Could you copy every line of the data that contains "reassembling"?

--- Records shown Enclosed Below ---

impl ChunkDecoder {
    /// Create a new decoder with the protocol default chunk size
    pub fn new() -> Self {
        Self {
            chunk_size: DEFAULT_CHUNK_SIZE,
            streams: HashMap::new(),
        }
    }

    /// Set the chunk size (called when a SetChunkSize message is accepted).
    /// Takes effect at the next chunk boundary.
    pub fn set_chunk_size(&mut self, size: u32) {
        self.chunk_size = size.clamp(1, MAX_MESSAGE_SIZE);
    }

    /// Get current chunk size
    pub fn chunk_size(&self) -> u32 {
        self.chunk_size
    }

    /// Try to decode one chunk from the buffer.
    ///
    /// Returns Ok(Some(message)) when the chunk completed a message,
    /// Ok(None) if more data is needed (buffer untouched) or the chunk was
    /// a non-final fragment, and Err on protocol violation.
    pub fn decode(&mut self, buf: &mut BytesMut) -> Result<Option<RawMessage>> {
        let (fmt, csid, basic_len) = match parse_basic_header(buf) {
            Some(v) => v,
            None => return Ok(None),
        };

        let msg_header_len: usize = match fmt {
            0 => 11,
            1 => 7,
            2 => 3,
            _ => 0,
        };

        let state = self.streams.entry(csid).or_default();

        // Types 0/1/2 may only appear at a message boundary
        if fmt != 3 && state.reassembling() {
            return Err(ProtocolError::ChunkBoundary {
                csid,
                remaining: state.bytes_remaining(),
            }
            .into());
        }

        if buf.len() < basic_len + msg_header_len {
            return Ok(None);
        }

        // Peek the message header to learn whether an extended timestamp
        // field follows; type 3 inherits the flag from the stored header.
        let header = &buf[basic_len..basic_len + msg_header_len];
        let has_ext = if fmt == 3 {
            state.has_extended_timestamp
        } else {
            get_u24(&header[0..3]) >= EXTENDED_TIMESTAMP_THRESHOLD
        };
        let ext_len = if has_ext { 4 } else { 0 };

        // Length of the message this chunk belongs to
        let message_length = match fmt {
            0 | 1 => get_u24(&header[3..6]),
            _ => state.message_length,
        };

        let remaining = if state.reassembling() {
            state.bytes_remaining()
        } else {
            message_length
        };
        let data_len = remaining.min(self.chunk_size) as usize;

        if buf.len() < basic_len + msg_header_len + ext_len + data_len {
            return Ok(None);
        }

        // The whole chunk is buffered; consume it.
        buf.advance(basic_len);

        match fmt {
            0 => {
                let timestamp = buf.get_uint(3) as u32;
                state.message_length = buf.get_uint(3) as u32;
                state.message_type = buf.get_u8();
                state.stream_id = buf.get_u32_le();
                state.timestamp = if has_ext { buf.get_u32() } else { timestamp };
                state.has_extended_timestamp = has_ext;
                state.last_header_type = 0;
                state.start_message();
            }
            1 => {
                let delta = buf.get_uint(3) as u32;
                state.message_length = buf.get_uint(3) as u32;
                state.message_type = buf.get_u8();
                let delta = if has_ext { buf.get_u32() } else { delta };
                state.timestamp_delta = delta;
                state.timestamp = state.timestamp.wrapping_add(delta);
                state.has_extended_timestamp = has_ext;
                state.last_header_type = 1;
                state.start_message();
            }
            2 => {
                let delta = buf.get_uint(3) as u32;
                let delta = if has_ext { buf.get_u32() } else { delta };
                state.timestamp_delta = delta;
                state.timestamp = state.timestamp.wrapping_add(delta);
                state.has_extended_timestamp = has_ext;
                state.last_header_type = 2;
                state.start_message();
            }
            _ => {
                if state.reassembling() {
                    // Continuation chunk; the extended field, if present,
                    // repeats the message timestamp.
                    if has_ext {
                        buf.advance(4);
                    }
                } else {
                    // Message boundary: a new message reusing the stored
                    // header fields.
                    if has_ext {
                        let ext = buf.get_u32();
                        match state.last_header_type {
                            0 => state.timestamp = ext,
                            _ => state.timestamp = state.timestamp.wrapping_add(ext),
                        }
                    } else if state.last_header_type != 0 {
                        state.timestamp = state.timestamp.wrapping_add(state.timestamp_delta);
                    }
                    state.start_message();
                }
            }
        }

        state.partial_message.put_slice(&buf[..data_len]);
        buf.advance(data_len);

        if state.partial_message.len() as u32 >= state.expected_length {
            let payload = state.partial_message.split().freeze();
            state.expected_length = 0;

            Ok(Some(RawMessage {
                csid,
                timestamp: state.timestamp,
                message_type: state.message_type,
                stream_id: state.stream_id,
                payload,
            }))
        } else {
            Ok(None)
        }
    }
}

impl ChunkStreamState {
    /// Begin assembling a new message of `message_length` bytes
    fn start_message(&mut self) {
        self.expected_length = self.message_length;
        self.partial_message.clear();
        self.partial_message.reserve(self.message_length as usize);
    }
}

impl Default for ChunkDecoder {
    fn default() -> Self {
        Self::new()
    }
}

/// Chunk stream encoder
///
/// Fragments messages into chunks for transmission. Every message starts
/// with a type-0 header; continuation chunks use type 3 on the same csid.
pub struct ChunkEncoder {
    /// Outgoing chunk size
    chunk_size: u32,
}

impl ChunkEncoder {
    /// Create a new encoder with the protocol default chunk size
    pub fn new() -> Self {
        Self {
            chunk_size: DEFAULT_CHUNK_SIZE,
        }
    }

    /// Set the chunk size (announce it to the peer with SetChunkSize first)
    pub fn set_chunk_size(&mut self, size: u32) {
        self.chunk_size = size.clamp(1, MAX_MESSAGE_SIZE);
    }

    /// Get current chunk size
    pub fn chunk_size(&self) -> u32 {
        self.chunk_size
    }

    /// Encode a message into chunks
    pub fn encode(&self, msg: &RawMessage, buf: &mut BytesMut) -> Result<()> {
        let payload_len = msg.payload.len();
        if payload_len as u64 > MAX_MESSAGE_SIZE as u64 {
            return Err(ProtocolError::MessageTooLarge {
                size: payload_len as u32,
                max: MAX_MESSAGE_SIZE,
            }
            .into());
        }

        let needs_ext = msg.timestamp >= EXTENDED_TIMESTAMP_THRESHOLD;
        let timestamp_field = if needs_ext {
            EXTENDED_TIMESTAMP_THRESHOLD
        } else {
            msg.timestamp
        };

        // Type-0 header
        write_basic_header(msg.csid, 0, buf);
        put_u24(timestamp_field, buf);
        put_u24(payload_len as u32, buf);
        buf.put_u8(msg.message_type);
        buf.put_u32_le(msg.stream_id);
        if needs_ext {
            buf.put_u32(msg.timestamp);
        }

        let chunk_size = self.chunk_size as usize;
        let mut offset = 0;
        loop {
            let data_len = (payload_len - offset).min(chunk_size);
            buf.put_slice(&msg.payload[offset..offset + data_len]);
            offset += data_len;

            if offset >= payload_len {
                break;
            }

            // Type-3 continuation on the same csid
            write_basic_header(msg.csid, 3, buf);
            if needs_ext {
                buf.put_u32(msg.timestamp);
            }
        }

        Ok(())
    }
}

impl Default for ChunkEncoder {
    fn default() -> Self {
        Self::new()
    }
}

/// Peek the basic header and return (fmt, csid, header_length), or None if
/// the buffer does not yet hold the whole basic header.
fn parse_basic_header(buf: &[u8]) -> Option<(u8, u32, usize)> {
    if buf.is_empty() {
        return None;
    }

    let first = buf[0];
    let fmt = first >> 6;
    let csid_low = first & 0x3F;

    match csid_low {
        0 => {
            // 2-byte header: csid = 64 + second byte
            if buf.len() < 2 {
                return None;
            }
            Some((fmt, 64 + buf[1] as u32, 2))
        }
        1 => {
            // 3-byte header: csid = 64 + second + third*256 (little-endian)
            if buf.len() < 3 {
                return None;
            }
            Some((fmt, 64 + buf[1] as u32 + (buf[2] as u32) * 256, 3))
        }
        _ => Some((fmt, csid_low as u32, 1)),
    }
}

--- End of Enclosed Records shown ---
--- Records shown Enclosed Below ---

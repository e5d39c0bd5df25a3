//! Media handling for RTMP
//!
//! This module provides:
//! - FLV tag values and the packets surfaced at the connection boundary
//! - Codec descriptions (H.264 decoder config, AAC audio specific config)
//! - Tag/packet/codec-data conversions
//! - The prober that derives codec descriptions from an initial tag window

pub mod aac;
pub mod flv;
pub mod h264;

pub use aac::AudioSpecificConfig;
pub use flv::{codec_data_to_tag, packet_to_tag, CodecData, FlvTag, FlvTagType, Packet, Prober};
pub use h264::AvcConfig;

--- End of Enclosed Records shown ---
--- Records shown Enclosed Below ---

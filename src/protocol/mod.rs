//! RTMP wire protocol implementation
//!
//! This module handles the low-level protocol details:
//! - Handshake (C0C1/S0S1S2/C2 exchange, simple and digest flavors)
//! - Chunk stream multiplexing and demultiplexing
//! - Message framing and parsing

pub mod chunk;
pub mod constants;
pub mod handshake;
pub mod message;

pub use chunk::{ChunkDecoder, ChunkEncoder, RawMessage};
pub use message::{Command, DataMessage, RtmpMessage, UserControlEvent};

--- End of Enclosed Records shown ---

◆ **Reply**:
        if fmt != 3 && state.reassembling() {
        let remaining = if state.reassembling() {
                if state.reassembling() {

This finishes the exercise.